Raúl Castro, en síntesis, se da cuenta de que prácticamente todo el mundo en Cuba --incluidas sus hijas, sus yernos y casi todos sus sobrinos--, pero excluido su viejo y terco hermano, quiere un cambio. ¿Hacia dónde? Hacia donde único se puede cambiar en el siglo XXI: hacia la democracia y la economía de mercado; hacia la integración a las corrientes financieras, científicas y artísticas de Occidente; hacia el modelo de sociedad que exhiben los veinte países más felices del planeta. Y también se da cuenta de que él no podrá evitar que eso suceda, pero no se siente con fuerzas para tomar ese camino ni con agallas para impedirlo: por eso le pide a Estados Unidos que ``normalice las relaciones´´. ¿Para qué? Para fortalecerlo a él cuando le toque la responsabilidad de enterrar a su hermano y comenzar a gobernar.

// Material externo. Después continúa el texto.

//! Plain-text board rendering.

use crate::{Board, Piece};

/// Render the visible rows, top first.
///
/// Filled cells are `[]`, garbage rows `##`, and highlighted cells show the
/// piece letter twice. Highlight coordinates outside the visible area are skipped.
pub fn render(
    cols: &[u64; Board::WIDTH],
    garbage: u8,
    highlight: Option<(Piece, &[(i8, i8)])>,
) -> String {
    let mut out = String::with_capacity((Board::WIDTH * 2 + 3) * Board::VISIBLE_HEIGHT);

    for y in (0..Board::VISIBLE_HEIGHT).rev() {
        out.push('|');
        for (x, col) in cols.iter().enumerate() {
            let lit = highlight.and_then(|(piece, cells)| {
                cells
                    .iter()
                    .any(|&(cx, cy)| cx as isize == x as isize && cy as isize == y as isize)
                    .then_some(piece)
            });
            match lit {
                Some(piece) => {
                    out.push(piece.name());
                    out.push(piece.name());
                }
                None if (col >> y) & 1 == 1 && y < garbage as usize => out.push_str("##"),
                None if (col >> y) & 1 == 1 => out.push_str("[]"),
                None => out.push_str("  "),
            }
        }
        out.push_str("|\n");
    }
    out.push('+');
    out.push_str(&"-".repeat(Board::WIDTH * 2));
    out.push_str("+\n");
    out
}

#[cfg(test)]
mod tests {
    use super::*;

    #[test]
    fn test_render_dimensions() {
        let text = render(&[0; Board::WIDTH], 0, None);
        let lines: Vec<&str> = text.lines().collect();
        assert_eq!(lines.len(), Board::VISIBLE_HEIGHT + 1);
        assert!(lines.iter().all(|l| l.len() == Board::WIDTH * 2 + 2));
    }

    #[test]
    fn test_render_garbage_and_highlight() {
        let mut board = Board::new();
        board.insert_garbage(1, 0);
        board.set(0, 1);
        let cells = [(5, 3)];
        let text = render(board.columns(), board.garbage(), Some((Piece::T, &cells)));
        let lines: Vec<&str> = text.lines().collect();
        let bottom = lines[Board::VISIBLE_HEIGHT - 1];
        assert_eq!(bottom, "|  ##################|");
        assert!(lines[Board::VISIBLE_HEIGHT - 2].starts_with("|[]"));
        assert_eq!(&lines[Board::VISIBLE_HEIGHT - 4][11..13], "TT");
    }
}
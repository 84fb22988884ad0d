use serde::{Deserialize, Serialize};

/// Coefficients for each board and event feature.
#[derive(Clone, Copy, Debug, PartialEq, Serialize, Deserialize)]
#[serde(rename_all = "camelCase")]
pub struct Weights {
    pub height: f32,
    pub upper_half_height: f32,
    pub upper_quarter_height: f32,
    pub center_height: f32,

    pub extra_wells: f32,

    pub clear_none: f32,
    pub clear_mini: f32,
    pub clear_normal: f32,

    pub sent: f32,

    pub b2b: f32,
    pub combo: f32,

    pub holes: f32,
    pub covered_holes: f32,
    pub overstacked_holes: f32,

    pub unevenness: f32,
}

impl Weights {
    /// General purpose stacking and attack weights.
    pub const fn handtuned() -> Self {
        Self {
            height: -51.0,
            upper_half_height: -25.0,
            upper_quarter_height: -34.0,
            center_height: -100.0,
            extra_wells: -100.0,
            clear_none: 0.0,
            clear_mini: 100.0,
            clear_normal: 0.0,
            sent: 324.0,
            b2b: 164.0,
            combo: 191.0,
            holes: -472.0,
            covered_holes: -361.0,
            overstacked_holes: -81.0,
            unevenness: -184.0,
        }
    }

    /// Favour keeping a combo alive over everything but survival.
    pub const fn four_wide() -> Self {
        Self {
            clear_none: 70.0,
            clear_mini: 140.0,
            clear_normal: 140.0,
            sent: 0.0,
            b2b: 0.0,
            combo: 10_000.0,
            holes: 0.0,
            ..Self::handtuned()
        }
    }
}

impl Default for Weights {
    fn default() -> Self {
        Self::handtuned()
    }
}
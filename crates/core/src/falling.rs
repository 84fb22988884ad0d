//! The active, not yet locked piece.

use crate::{Board, Move, Piece, Rotation, SpinType};
use serde::{Deserialize, Serialize};

#[derive(Clone, Copy, PartialEq, Eq, Debug, Hash, Serialize, Deserialize)]
pub struct Falling {
    pub piece: Piece,
    pub x: i8,
    pub y: i8,
    pub rotation: Rotation,
}

impl Falling {
    pub const SPAWN_Y: i8 = (Board::HEIGHT - Board::BUFFER + 2) as i8;

    /// Piece at its spawn position, centred horizontally.
    pub fn spawn(piece: Piece) -> Self {
        Self {
            piece,
            x: Self::spawn_x(piece),
            y: Self::SPAWN_Y,
            rotation: Rotation::North,
        }
    }

    pub fn spawn_x(piece: Piece) -> i8 {
        ((Board::WIDTH as i8 + piece.width() as i8) / 2) - 1
    }

    #[inline(always)]
    pub fn cells(&self) -> [(i8, i8); 4] {
        let cells = self.piece.cells(self.rotation);
        std::array::from_fn(|i| (self.x - cells[i].0 as i8, self.y - cells[i].1 as i8))
    }

    pub fn to_move(&self, spin: SpinType) -> Move {
        Move::new(self.piece, self.rotation, self.x, self.y).with_spin(spin)
    }
}
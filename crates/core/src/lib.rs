//! Stacker core crate - board, pieces and move vocabulary.

mod board;
mod falling;
mod moves;
mod piece;
pub mod render;

pub use board::Board;
pub use falling::Falling;
pub use moves::{Key, Move, ParseKeyError, SpinType};
pub use piece::{Cells, Piece, Rotation};
//! Incoming garbage queue: cancelling and materializing.

use std::collections::VecDeque;

use serde::{Deserialize, Serialize};
use stacker_core::Board;

/// One incoming attack, waiting `time` placements before it lands.
#[derive(Clone, Copy, Debug, PartialEq, Eq, Serialize, Deserialize)]
pub struct GarbageEntry {
    pub col: u8,
    pub amount: u8,
    pub time: u8,
}

impl GarbageEntry {
    pub fn new(col: u8, amount: u8, time: u8) -> Self {
        Self { col, amount, time }
    }
}

/// Net `sent` against queued garbage, oldest first. Returns what is left to send.
pub fn cancel(queue: &mut VecDeque<GarbageEntry>, mut sent: u16) -> u16 {
    while sent > 0 {
        let Some(front) = queue.front_mut() else {
            break;
        };
        if front.amount as u16 > sent {
            front.amount -= sent as u8;
            sent = 0;
        } else {
            sent -= front.amount as u16;
            queue.pop_front();
        }
    }
    sent
}

/// Insert every entry whose countdown has reached zero, oldest first.
/// Returns the number of rows inserted.
pub fn materialize(queue: &mut VecDeque<GarbageEntry>, board: &mut Board) -> u16 {
    let mut inserted = 0;
    queue.retain(|entry| {
        if entry.time == 0 {
            board.insert_garbage(entry.amount, entry.col as usize);
            inserted += entry.amount as u16;
            false
        } else {
            true
        }
    });
    inserted
}

/// Count every waiting entry down by one placement.
pub fn tick(queue: &mut VecDeque<GarbageEntry>) {
    for entry in queue.iter_mut() {
        entry.time = entry.time.saturating_sub(1);
    }
}
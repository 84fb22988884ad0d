//! cell-by-cell collision checks - walls, floor, other blocks
//!
//! Reference implementation for `CollisionMap`; too slow for the search paths.

use stacker_core::{Board, Piece, Rotation};

/// does the piece overlap a filled cell or leave the board?
pub fn collides(board: &Board, piece: Piece, rotation: Rotation, x: i8, y: i8) -> bool {
    piece
        .cells(rotation)
        .iter()
        .any(|&(bx, by)| board.is_occupied(x - bx as i8, y - by as i8))
}

/// can we place here? (just !collides)
pub fn can_place(board: &Board, piece: Piece, rotation: Rotation, x: i8, y: i8) -> bool {
    !collides(board, piece, rotation, x, y)
}

#[cfg(test)]
mod tests {
    use super::*;

    #[test]
    fn test_no_collision_empty_board() {
        let board = Board::new();
        assert!(!collides(&board, Piece::T, Rotation::North, 4, 1));
    }

    #[test]
    fn test_collision_with_wall() {
        let board = Board::new();
        // T north spans x-2..=x
        assert!(collides(&board, Piece::T, Rotation::North, 1, 5));
        assert!(collides(&board, Piece::T, Rotation::North, 10, 5));
    }

    #[test]
    fn test_collision_with_floor() {
        let board = Board::new();
        assert!(can_place(&board, Piece::T, Rotation::North, 4, 1));
        assert!(collides(&board, Piece::T, Rotation::North, 4, 0));
    }

    #[test]
    fn test_collision_with_block() {
        let mut board = Board::new();
        board.set(3, 0);
        assert!(collides(&board, Piece::T, Rotation::North, 4, 1));
        assert!(can_place(&board, Piece::T, Rotation::North, 4, 2));
    }
}
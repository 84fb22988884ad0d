//! Spin classification after a successful rotation.

use stacker_core::{Falling, Piece, Rotation, SpinType};

use crate::config::SpinRule;
use crate::game::Game;

/// Box corners around a T at reference `(x, y)`: top-left, top-right,
/// bottom-left, bottom-right.
fn t_corners(x: i8, y: i8) -> [(i8, i8); 4] {
    [(x - 2, y), (x, y), (x - 2, y - 2), (x, y - 2)]
}

/// Indices into `t_corners` on the side the T points to.
fn front_corners(rotation: Rotation) -> [usize; 2] {
    match rotation {
        Rotation::North => [0, 1],
        Rotation::East => [1, 3],
        Rotation::South => [2, 3],
        Rotation::West => [0, 2],
    }
}

impl Game {
    /// Three-corner rule for the active T. Walls and floor count as filled.
    pub fn detect_t_spin(&self) -> SpinType {
        let Falling { x, y, rotation, .. } = self.piece;
        let filled = t_corners(x, y).map(|(cx, cy)| self.board.is_occupied(cx, cy));
        if filled.iter().filter(|&&f| f).count() < 3 {
            return SpinType::None;
        }
        let [a, b] = front_corners(rotation);
        if filled[a] && filled[b] {
            SpinType::Full
        } else {
            SpinType::Mini
        }
    }

    /// Active piece cannot shift one cell in any direction.
    pub fn is_immobile(&self) -> bool {
        let Falling { x, y, rotation, .. } = self.piece;
        let map = &self.collision_map;
        map.test(x, y + 1, rotation)
            && map.test(x + 1, y, rotation)
            && map.test(x, y - 1, rotation)
            && map.test(x - 1, y, rotation)
    }

    /// Spin credit for the current position under `rule`.
    pub fn classify_spin(&self, rule: SpinRule, difficult_kick: bool) -> SpinType {
        if rule == SpinRule::None {
            return SpinType::None;
        }

        if self.piece.piece == Piece::T {
            let detected = if difficult_kick {
                SpinType::Full
            } else {
                self.detect_t_spin()
            };
            return match (rule, detected) {
                (_, SpinType::None) => SpinType::None,
                (SpinRule::TMini, _) => SpinType::Mini,
                (SpinRule::TFull, SpinType::Mini) => SpinType::None,
                (_, spin) => spin,
            };
        }

        if rule == SpinRule::All && self.piece.piece != Piece::I && self.is_immobile() {
            SpinType::Mini
        } else {
            SpinType::None
        }
    }

    pub(crate) fn update_spin(&mut self, rule: SpinRule, difficult_kick: bool) {
        self.spin = self.classify_spin(rule, difficult_kick);
    }
}
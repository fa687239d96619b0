//! Intercept search: earliest moment a car can meet the predicted ball

use glam::Vec3;
use serde::{Deserialize, Serialize};

use super::accel::{DistancePlot, DistanceTime, simulate_acceleration};
use crate::consts::BASE_CAR_Z;
use crate::flat_distance;
use crate::sim::{BallPath, CarState, SpaceTime, SpaceTimeVelocity};

/// Targets above this height need an aerial rather than a jump
pub const NEEDS_AERIAL_THRESHOLD: f32 = 4.8;
/// Targets below this height can be flipped into from the ground
pub const NEEDS_JUMP_HIT_THRESHOLD: f32 = 3.2;
/// Boost reserved for the climb of an aerial
pub const BOOST_NEEDED_FOR_AERIAL: f32 = 20.0;

const AERIAL_RISE_RATE: f32 = 5.0;
const JUMP_RISE_RATE: f32 = 6.0;
const MAX_JUMP_HIT_SECONDS: f32 = 0.8;
/// Launches may be this late and still count as reachable
const LAUNCH_SLACK: f32 = 0.1;
/// Horizon of the plot built by `intercept_assuming_max_accel`
const MAX_ACCEL_HORIZON: f32 = 4.0;

/// A feasible rendezvous between a car and the ball
#[derive(Debug, Clone, Copy, PartialEq, Serialize, Deserialize)]
pub struct Intercept {
    /// Where the car aims: ball position plus the caller's modifier
    pub space: Vec3,
    pub time: f32,
    /// Boost an aerial needs to reach this height (0 for ground touches)
    pub air_boost: f32,
    /// Ball sample the intercept was taken from
    pub ball_slice: SpaceTimeVelocity,
    /// Car reach at the intercept moment
    pub accel_slice: DistanceTime,
    /// Seconds the ball was in range but rejected by the predicate
    pub spatial_predicate_failure_period: f32,
}

impl Intercept {
    pub fn to_space_time(&self) -> SpaceTime {
        SpaceTime::new(self.space, self.time)
    }
}

/// Boost an aerial to `height` will burn
pub fn boost_needed_for_aerial(height: f32) -> f32 {
    if height > NEEDS_AERIAL_THRESHOLD {
        BOOST_NEEDED_FOR_AERIAL
    } else {
        0.0
    }
}

/// Boost a car can spend on the approach and still afford an aerial
pub fn boost_budget(car: &CarState) -> f32 {
    car.boost - BOOST_NEEDED_FOR_AERIAL - 5.0
}

/// Seconds to spare before an aerial to `height` must launch. Negative means late.
pub fn aerial_launch_countdown(height: f32, seconds_till_intercept: f32) -> f32 {
    let expected_aerial_seconds = (height - BASE_CAR_Z) / AERIAL_RISE_RATE;
    seconds_till_intercept - expected_aerial_seconds
}

/// Seconds a jump hit to `height` takes from takeoff
pub fn jump_hit_seconds(height: f32) -> f32 {
    // Tilting back raises the nose, so the car only has to rise 70% of the way
    let required_height = height * 0.7 - BASE_CAR_Z;
    if required_height > NEEDS_AERIAL_THRESHOLD {
        return MAX_JUMP_HIT_SECONDS;
    }
    (required_height.max(0.0) / JUMP_RISE_RATE).min(MAX_JUMP_HIT_SECONDS)
}

/// Whether the car can get up to the target height in time
pub fn is_vertically_accessible(car: &CarState, target: &SpaceTime) -> bool {
    let seconds_till_intercept = target.time - car.time;

    if target.space.z < NEEDS_AERIAL_THRESHOLD {
        return seconds_till_intercept - jump_hit_seconds(target.space.z) >= -LAUNCH_SLACK;
    }

    if car.boost > BOOST_NEEDED_FOR_AERIAL {
        return aerial_launch_countdown(target.space.z, seconds_till_intercept) >= -LAUNCH_SLACK;
    }
    false
}

/// Earliest path sample the car can reach by driving flat out.
pub fn find_intercept(car: &CarState, path: &BallPath, plot: &DistancePlot) -> Option<Intercept> {
    find_filtered_intercept(car, path, plot, Vec3::ZERO, |_, _| true)
}

/// Earliest reachable `sample + modifier` that also satisfies `predicate`.
///
/// Samples are scanned in time order and the first feasible one wins. Returns `None`
/// when nothing qualifies or the path runs past the end of the plot before anything
/// does.
pub fn find_filtered_intercept<F>(
    car: &CarState,
    path: &BallPath,
    plot: &DistancePlot,
    modifier: Vec3,
    predicate: F,
) -> Option<Intercept>
where
    F: Fn(&CarState, &SpaceTime) -> bool,
{
    let mut first_moment_in_range: Option<f32> = None;

    for slice in path.samples() {
        let target = SpaceTime::new(slice.space + modifier, slice.time);
        let elapsed = target.time - car.time;
        if elapsed < 0.0 {
            continue;
        }
        let reach = plot.motion_after(elapsed)?;

        if flat_distance(car.position, target.space) > reach.distance {
            continue;
        }
        let first_in_range = *first_moment_in_range.get_or_insert(target.time);

        if predicate(car, &target) {
            return Some(Intercept {
                space: target.space,
                time: target.time,
                air_boost: boost_needed_for_aerial(target.space.z),
                ball_slice: *slice,
                accel_slice: reach,
                spatial_predicate_failure_period: target.time - first_in_range,
            });
        }
    }

    None
}

/// Intercept against a fresh plot that spends `boost_budget` on the approach
pub fn intercept_assuming_max_accel(
    car: &CarState,
    path: &BallPath,
    boost_budget: f32,
) -> Option<Intercept> {
    let plot = simulate_acceleration(car, MAX_ACCEL_HORIZON, boost_budget, 0.0);
    find_intercept(car, path, &plot)
}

Naturalmente, Estados Unidos cometería la mayor de las estupideces si aceptara la sugerencia de Raúl Castro. Eso sería transmitir el más absurdo de los mensajes: ``Ustedes, los del gobierno, no tienen que tolerar las libertades de los cubanos, ni comportarse con arreglo a los patrones democráticos, para gozar de las ventajas de unas buenas relaciones con Estados Unidos; a nosotros no nos importa que allí exista una tiranía´´. Lo inteligente es hacer exactamente lo contrario de lo que sugiere Raúl: dejar en claro que no habrá reconciliación hasta que no se respeten los derechos humanos de los cubanos y la sociedad pueda expresar sin temores sus preferencias por diversos cauces políticos. Muerto Castro es el momento de ofrecer los incentivos. Ese será el acicate para que Cuba deje de ser la excepción marxistaleninista de Occidente. El desenlace final está cada vez más cerca.